ACTIVITY: Work through the data line by line, gathering every line that has the word "only".

[Collected data]
● ● ● ● ● ● ●

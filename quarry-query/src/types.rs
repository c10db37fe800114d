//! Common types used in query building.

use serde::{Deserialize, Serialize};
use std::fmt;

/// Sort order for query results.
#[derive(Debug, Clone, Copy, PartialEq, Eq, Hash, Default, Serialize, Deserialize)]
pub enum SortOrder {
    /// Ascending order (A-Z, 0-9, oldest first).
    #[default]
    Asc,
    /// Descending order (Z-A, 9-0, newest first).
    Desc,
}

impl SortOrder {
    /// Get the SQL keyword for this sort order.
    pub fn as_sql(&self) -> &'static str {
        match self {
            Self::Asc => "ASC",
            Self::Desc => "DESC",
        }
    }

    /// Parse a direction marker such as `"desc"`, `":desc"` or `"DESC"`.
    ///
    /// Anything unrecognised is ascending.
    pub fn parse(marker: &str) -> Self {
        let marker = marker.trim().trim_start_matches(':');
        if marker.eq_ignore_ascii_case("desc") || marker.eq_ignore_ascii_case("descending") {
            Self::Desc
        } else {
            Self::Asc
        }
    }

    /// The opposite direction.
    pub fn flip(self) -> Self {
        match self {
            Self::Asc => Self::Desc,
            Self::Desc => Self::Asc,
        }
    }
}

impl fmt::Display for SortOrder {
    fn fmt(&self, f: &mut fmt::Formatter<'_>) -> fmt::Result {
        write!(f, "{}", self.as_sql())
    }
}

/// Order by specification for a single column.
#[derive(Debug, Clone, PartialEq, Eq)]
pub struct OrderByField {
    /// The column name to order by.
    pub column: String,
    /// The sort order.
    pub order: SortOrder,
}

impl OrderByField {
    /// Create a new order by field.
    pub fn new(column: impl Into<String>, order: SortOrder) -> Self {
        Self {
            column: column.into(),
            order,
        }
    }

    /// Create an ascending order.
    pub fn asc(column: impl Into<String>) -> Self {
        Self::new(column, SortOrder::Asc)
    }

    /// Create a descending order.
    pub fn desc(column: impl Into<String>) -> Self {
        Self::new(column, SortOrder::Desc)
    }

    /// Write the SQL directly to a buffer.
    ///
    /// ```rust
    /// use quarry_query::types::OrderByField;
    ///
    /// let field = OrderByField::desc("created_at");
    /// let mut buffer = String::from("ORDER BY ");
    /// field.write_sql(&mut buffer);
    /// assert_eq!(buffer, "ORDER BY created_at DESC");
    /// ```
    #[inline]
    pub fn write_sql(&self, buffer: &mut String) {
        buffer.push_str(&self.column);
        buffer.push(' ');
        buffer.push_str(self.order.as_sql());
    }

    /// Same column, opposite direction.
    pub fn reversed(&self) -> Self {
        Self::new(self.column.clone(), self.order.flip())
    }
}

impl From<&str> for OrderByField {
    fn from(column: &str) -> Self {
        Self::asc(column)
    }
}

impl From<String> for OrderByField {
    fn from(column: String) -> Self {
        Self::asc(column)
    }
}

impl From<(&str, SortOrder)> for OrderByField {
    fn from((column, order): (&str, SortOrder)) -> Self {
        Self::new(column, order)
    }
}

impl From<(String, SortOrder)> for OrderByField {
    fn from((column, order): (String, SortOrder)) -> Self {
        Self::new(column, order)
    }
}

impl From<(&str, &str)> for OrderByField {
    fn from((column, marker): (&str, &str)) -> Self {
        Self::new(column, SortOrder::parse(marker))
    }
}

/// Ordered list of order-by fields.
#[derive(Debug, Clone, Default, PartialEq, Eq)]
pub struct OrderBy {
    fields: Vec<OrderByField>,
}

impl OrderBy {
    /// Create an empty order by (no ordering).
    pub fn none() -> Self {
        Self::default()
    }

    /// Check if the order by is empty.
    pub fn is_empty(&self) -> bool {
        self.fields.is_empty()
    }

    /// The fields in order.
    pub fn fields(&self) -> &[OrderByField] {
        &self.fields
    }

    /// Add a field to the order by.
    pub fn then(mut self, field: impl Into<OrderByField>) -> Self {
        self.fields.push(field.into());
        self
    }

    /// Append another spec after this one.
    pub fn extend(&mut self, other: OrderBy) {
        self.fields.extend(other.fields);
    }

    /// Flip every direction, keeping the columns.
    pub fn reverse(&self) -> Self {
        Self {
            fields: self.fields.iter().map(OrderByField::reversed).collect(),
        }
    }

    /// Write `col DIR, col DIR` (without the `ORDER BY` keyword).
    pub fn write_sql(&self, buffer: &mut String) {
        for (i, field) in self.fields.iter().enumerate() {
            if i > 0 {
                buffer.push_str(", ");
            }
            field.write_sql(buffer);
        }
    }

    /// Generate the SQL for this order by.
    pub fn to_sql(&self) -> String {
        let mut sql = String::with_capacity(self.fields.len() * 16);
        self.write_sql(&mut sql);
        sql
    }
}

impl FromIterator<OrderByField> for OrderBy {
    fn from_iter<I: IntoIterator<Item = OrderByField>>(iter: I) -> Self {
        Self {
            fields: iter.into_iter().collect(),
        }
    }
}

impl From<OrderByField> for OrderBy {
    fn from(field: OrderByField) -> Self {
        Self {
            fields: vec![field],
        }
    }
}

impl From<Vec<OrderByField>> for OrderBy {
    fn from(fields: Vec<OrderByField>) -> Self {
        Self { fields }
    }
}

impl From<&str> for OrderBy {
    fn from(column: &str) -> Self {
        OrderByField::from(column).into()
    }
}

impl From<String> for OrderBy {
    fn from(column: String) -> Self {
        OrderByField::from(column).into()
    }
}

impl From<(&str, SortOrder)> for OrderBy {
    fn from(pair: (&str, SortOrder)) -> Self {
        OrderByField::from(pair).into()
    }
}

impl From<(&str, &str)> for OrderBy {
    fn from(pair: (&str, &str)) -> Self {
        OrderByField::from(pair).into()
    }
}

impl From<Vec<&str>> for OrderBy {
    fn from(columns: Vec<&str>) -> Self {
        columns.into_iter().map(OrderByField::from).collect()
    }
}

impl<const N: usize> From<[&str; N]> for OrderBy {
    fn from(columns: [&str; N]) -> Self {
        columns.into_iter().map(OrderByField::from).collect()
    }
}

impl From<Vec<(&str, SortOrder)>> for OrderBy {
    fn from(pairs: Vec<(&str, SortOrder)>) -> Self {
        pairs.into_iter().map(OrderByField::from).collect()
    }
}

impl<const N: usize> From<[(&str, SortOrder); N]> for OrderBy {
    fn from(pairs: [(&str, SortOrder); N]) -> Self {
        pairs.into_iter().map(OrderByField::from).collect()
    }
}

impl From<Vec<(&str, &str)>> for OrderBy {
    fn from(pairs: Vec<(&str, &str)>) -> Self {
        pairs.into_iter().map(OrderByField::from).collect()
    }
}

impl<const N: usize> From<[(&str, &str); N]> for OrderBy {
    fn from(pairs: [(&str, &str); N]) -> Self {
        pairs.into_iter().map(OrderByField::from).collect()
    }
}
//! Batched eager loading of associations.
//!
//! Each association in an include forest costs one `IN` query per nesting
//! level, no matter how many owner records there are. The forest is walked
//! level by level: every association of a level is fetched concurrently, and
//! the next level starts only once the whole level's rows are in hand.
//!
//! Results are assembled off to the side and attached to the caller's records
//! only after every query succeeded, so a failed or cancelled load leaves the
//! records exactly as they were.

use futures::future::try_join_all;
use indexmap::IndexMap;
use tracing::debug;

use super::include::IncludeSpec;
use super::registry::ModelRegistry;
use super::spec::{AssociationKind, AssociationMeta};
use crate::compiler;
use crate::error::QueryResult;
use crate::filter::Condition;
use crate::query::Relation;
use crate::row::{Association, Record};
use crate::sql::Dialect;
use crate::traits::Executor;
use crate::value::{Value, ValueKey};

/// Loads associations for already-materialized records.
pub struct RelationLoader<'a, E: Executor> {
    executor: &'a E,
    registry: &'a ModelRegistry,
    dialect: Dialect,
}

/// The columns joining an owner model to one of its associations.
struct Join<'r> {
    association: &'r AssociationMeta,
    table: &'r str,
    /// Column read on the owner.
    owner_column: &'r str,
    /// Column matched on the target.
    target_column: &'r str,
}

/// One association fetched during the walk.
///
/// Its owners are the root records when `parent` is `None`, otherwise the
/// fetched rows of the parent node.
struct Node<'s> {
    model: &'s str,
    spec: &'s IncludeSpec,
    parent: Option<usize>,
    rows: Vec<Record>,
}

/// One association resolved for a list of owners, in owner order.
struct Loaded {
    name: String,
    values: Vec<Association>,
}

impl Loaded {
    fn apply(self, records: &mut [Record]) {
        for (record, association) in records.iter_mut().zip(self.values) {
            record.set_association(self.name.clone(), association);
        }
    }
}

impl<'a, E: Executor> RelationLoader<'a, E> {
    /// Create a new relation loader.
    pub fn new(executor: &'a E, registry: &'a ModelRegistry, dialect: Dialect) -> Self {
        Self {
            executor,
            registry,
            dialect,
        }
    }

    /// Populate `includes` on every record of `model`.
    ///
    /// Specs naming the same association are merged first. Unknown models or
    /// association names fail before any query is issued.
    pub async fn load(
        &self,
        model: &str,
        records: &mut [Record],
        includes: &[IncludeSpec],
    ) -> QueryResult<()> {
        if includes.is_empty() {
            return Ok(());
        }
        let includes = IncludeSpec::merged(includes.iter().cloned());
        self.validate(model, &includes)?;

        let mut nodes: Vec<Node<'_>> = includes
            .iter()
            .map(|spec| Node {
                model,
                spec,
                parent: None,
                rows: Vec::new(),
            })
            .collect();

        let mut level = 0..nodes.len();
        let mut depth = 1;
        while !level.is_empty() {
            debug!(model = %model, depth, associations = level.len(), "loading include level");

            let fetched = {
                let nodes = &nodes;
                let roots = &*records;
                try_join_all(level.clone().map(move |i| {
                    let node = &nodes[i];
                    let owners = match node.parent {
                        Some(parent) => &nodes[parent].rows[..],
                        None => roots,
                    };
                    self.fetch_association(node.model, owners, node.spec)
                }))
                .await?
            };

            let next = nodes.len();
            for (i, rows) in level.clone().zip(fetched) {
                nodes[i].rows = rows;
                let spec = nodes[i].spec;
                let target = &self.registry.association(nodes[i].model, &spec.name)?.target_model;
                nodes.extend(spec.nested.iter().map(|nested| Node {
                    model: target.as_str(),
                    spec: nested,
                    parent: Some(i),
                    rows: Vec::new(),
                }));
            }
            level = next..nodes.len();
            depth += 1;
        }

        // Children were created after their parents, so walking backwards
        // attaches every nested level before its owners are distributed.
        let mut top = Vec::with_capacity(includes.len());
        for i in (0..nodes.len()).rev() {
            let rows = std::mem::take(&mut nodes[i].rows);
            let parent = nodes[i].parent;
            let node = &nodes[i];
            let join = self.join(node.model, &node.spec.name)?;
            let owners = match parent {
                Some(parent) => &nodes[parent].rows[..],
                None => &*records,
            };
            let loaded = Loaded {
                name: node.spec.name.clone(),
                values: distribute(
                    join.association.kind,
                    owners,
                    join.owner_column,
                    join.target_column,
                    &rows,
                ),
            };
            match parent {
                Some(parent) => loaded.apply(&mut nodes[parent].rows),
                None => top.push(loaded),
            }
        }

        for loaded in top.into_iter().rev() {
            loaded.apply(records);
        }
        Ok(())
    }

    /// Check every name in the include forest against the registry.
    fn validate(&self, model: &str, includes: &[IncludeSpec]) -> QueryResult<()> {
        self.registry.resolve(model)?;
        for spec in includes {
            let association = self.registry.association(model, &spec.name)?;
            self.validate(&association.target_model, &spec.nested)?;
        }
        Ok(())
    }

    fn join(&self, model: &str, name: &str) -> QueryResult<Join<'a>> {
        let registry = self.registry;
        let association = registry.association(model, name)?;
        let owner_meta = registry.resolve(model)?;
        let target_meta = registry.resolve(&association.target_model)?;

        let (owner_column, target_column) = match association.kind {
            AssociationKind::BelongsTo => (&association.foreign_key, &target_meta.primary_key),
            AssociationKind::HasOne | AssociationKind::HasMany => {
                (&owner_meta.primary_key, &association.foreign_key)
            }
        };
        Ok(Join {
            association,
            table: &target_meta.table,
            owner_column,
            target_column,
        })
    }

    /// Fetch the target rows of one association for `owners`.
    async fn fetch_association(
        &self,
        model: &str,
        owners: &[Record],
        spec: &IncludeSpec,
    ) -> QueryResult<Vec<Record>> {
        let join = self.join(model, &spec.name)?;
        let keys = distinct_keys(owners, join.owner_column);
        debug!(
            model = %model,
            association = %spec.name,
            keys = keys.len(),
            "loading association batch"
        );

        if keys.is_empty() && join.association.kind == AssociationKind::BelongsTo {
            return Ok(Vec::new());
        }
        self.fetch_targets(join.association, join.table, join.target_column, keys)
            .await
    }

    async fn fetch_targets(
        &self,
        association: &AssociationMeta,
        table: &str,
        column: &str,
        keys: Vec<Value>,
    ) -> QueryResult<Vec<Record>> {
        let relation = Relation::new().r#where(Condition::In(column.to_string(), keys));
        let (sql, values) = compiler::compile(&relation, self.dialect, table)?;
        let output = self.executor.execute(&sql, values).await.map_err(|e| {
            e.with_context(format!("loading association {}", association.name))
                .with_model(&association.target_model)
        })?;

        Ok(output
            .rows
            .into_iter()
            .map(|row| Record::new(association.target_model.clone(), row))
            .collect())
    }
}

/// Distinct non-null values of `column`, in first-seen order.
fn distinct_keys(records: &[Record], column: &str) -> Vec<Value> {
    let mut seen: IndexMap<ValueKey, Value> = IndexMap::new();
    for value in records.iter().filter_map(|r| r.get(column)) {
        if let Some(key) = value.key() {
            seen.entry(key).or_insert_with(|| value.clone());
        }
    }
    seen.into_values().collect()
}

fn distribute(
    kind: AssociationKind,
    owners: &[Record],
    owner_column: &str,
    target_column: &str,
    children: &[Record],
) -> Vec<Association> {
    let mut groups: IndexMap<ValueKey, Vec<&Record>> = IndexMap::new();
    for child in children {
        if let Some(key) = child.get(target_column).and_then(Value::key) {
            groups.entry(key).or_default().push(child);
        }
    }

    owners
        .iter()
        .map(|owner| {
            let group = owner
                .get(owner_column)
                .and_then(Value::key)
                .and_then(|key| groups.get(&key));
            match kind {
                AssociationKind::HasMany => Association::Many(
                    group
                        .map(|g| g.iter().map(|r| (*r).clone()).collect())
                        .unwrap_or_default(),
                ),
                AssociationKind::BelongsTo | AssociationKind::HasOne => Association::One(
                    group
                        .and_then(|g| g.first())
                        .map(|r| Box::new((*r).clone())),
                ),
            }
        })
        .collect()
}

● ● ● ● ● ● ●

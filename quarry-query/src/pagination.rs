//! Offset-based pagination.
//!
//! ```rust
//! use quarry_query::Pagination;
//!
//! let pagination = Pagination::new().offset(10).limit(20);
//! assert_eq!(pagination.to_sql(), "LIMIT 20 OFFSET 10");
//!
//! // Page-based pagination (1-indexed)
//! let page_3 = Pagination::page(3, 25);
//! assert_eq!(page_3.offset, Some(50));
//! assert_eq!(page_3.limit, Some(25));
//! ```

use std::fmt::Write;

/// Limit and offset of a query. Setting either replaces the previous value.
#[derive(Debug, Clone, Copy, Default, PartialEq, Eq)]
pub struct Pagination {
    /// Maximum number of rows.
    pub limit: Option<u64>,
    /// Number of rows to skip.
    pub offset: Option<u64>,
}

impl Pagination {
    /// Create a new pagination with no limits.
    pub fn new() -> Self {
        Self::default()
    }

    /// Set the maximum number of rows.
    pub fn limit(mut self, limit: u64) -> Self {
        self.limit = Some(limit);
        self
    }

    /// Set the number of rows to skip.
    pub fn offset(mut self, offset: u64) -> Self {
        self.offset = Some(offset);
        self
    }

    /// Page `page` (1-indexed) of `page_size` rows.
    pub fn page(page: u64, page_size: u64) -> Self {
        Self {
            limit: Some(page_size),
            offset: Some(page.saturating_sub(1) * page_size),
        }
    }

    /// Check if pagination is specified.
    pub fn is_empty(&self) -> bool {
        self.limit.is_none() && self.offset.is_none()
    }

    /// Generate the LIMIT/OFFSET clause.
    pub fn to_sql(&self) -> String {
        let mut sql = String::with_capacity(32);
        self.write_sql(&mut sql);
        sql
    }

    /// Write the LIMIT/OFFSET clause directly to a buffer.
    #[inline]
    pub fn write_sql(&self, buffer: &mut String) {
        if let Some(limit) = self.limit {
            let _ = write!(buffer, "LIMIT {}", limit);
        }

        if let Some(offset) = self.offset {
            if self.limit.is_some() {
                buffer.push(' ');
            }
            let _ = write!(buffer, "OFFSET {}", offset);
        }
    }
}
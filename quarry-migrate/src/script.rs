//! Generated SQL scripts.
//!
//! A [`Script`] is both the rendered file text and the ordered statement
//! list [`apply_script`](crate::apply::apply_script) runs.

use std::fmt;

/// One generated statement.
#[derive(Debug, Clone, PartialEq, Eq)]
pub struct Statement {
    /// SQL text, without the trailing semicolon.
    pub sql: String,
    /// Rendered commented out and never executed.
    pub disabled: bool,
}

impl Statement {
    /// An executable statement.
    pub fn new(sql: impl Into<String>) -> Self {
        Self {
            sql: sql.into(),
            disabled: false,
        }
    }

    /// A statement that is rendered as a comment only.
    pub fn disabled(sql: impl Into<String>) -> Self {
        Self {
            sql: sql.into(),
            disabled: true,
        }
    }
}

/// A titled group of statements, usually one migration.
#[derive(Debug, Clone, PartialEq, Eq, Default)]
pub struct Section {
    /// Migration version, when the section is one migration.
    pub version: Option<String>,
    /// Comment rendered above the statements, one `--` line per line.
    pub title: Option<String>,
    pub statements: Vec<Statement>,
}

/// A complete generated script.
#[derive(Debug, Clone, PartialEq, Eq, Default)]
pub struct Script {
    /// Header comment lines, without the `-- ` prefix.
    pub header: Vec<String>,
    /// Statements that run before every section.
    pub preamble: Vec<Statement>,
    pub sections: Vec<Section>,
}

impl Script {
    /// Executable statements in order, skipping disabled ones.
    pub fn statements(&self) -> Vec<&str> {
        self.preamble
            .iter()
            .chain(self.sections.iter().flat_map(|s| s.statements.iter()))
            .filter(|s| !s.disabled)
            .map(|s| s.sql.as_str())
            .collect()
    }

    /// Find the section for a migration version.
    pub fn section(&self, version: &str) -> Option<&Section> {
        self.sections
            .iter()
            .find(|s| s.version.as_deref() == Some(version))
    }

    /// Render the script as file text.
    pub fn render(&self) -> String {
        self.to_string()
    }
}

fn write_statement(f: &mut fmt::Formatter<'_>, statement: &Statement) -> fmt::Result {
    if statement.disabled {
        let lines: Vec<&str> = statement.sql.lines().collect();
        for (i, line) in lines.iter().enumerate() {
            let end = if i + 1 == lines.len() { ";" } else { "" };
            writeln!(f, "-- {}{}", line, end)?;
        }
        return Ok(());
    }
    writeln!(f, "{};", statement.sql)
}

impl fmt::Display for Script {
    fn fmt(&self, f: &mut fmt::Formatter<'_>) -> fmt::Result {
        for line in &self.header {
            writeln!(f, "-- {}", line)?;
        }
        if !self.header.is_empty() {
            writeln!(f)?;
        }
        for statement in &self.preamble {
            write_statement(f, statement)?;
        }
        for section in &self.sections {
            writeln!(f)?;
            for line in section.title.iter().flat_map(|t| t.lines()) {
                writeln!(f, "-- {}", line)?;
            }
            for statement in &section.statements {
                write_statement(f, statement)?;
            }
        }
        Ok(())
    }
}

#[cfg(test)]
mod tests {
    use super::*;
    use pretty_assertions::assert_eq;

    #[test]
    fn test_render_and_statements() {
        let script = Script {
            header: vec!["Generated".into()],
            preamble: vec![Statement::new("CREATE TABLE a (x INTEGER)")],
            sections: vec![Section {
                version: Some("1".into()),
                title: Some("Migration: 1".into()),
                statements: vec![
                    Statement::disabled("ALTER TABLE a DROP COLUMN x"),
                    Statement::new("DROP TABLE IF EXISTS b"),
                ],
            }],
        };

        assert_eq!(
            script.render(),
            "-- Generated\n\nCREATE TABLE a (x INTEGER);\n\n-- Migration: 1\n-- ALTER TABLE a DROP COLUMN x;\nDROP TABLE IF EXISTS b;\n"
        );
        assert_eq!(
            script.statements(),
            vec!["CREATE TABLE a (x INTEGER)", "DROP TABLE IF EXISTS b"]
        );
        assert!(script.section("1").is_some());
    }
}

● ● ● ● ● ● ●

ANSWER FOR THE TASK:
//! the next level starts only once the whole level's rows are in hand.
//! only after every query succeeded, so a failed or cancelled load leaves the
    /// A statement that is rendered as a comment only.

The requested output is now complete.